■ **How to complete this task**: Below are entries; print them exactly from the first line through the one containing "captures its output".

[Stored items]
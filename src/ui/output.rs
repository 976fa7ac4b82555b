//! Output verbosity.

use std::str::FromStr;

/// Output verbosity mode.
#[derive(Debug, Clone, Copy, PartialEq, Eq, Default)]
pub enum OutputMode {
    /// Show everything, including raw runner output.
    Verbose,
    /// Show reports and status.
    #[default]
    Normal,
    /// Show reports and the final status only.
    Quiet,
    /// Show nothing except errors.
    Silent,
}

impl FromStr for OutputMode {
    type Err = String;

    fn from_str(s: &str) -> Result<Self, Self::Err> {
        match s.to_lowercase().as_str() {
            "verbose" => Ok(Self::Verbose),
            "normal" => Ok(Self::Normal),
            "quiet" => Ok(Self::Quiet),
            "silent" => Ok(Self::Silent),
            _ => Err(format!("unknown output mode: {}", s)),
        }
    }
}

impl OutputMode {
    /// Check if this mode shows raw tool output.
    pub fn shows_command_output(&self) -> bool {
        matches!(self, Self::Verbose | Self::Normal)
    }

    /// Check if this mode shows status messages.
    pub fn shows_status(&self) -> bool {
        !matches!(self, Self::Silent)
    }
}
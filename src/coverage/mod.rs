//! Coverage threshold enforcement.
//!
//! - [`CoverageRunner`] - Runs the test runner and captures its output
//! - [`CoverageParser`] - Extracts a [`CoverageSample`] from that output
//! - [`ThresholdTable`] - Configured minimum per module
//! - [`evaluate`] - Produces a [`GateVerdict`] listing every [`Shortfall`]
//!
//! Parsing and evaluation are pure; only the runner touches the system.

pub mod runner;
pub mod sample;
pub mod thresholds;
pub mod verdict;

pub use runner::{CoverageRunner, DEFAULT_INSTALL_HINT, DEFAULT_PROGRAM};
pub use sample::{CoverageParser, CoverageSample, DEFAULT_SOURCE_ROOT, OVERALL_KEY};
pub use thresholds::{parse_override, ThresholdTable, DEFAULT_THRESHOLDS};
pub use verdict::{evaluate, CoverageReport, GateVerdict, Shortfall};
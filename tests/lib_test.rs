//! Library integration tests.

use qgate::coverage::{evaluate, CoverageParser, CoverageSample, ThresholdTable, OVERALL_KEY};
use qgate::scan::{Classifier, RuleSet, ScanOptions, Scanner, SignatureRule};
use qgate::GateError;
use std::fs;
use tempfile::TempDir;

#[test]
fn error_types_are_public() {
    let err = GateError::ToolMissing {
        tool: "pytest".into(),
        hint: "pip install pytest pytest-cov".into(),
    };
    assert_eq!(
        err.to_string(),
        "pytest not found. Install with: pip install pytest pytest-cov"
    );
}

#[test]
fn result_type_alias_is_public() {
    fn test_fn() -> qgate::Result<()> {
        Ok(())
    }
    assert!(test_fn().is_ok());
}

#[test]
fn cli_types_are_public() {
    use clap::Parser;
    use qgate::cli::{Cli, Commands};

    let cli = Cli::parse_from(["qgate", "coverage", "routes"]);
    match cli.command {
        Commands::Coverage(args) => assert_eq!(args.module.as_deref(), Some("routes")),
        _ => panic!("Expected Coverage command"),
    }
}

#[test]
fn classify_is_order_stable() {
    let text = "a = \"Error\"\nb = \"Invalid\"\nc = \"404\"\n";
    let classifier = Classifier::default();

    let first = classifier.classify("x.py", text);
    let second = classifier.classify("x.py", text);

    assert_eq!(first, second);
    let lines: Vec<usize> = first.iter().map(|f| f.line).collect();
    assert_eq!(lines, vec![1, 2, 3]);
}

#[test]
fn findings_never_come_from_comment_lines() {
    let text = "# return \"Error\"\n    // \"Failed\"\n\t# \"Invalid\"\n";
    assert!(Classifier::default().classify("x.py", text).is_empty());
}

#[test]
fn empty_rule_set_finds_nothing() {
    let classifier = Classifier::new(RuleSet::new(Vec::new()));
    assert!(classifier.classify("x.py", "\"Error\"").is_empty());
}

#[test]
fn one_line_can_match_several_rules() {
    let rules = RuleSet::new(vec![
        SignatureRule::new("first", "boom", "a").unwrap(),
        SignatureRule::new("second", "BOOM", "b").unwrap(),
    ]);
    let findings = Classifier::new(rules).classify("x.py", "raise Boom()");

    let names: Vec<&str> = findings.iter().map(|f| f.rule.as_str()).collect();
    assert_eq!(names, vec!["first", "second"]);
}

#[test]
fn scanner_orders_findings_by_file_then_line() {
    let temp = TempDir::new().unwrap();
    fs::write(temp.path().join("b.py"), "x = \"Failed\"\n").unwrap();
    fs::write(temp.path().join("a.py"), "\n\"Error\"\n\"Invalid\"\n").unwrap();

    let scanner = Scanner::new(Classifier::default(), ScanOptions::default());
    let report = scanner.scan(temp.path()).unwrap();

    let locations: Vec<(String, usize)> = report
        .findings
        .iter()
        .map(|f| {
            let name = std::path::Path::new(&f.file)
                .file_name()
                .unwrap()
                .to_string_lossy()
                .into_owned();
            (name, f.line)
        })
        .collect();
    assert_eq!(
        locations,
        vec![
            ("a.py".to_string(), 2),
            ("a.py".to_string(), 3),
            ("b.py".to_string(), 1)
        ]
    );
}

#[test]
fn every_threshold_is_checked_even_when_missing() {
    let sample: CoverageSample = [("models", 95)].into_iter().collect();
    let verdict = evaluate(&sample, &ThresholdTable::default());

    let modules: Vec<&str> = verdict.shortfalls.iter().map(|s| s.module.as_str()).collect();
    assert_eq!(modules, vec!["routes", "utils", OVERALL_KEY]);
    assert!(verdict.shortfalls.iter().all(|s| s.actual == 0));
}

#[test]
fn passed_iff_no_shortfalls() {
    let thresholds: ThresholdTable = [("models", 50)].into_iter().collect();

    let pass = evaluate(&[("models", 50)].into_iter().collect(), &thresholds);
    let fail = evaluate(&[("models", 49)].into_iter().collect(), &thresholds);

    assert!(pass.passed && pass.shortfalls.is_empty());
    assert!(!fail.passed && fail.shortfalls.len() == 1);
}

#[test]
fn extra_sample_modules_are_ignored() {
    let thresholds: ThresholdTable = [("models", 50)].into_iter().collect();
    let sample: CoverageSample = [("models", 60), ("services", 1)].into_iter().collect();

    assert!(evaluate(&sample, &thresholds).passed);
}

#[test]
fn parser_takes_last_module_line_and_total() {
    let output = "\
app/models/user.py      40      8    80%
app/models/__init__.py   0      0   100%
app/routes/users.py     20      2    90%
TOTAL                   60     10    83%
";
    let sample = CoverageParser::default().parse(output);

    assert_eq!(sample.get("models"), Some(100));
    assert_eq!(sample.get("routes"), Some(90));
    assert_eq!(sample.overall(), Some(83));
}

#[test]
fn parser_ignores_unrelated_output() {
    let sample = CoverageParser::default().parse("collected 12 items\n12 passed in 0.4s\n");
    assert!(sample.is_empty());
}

■ **Exercise response**:
filename src/ui/output.rs
repository 976fa7ac4b82555b
//! Output verbosity.

use std::str::FromStr;

/// Output verbosity mode.
#[derive(Debug, Clone, Copy, PartialEq, Eq, Default)]
pub enum OutputMode {
    /// Show everything, including raw runner output.
    Verbose,
    /// Show reports and status.
    #[default]
    Normal,
    /// Show reports and the final status only.
    Quiet,
    /// Show nothing except errors.
    Silent,
}

impl FromStr for OutputMode {
    type Err = String;

    fn from_str(s: &str) -> Result<Self, Self::Err> {
        match s.to_lowercase().as_str() {
            "verbose" => Ok(Self::Verbose),
            "normal" => Ok(Self::Normal),
            "quiet" => Ok(Self::Quiet),
            "silent" => Ok(Self::Silent),
            _ => Err(format!("unknown output mode: {}", s)),
        }
    }
}

impl OutputMode {
    /// Check if this mode shows raw tool output.
    pub fn shows_command_output(&self) -> bool {
        matches!(self, Self::Verbose | Self::Normal)
    }

    /// Check if this mode shows status messages.
    pub fn shows_status(&self) -> bool {
        !matches!(self, Self::Silent)
    }
}
filename src/coverage/mod.rs
//! Coverage threshold enforcement.
//!
//! - [`CoverageRunner`] - Runs the test runner and captures its output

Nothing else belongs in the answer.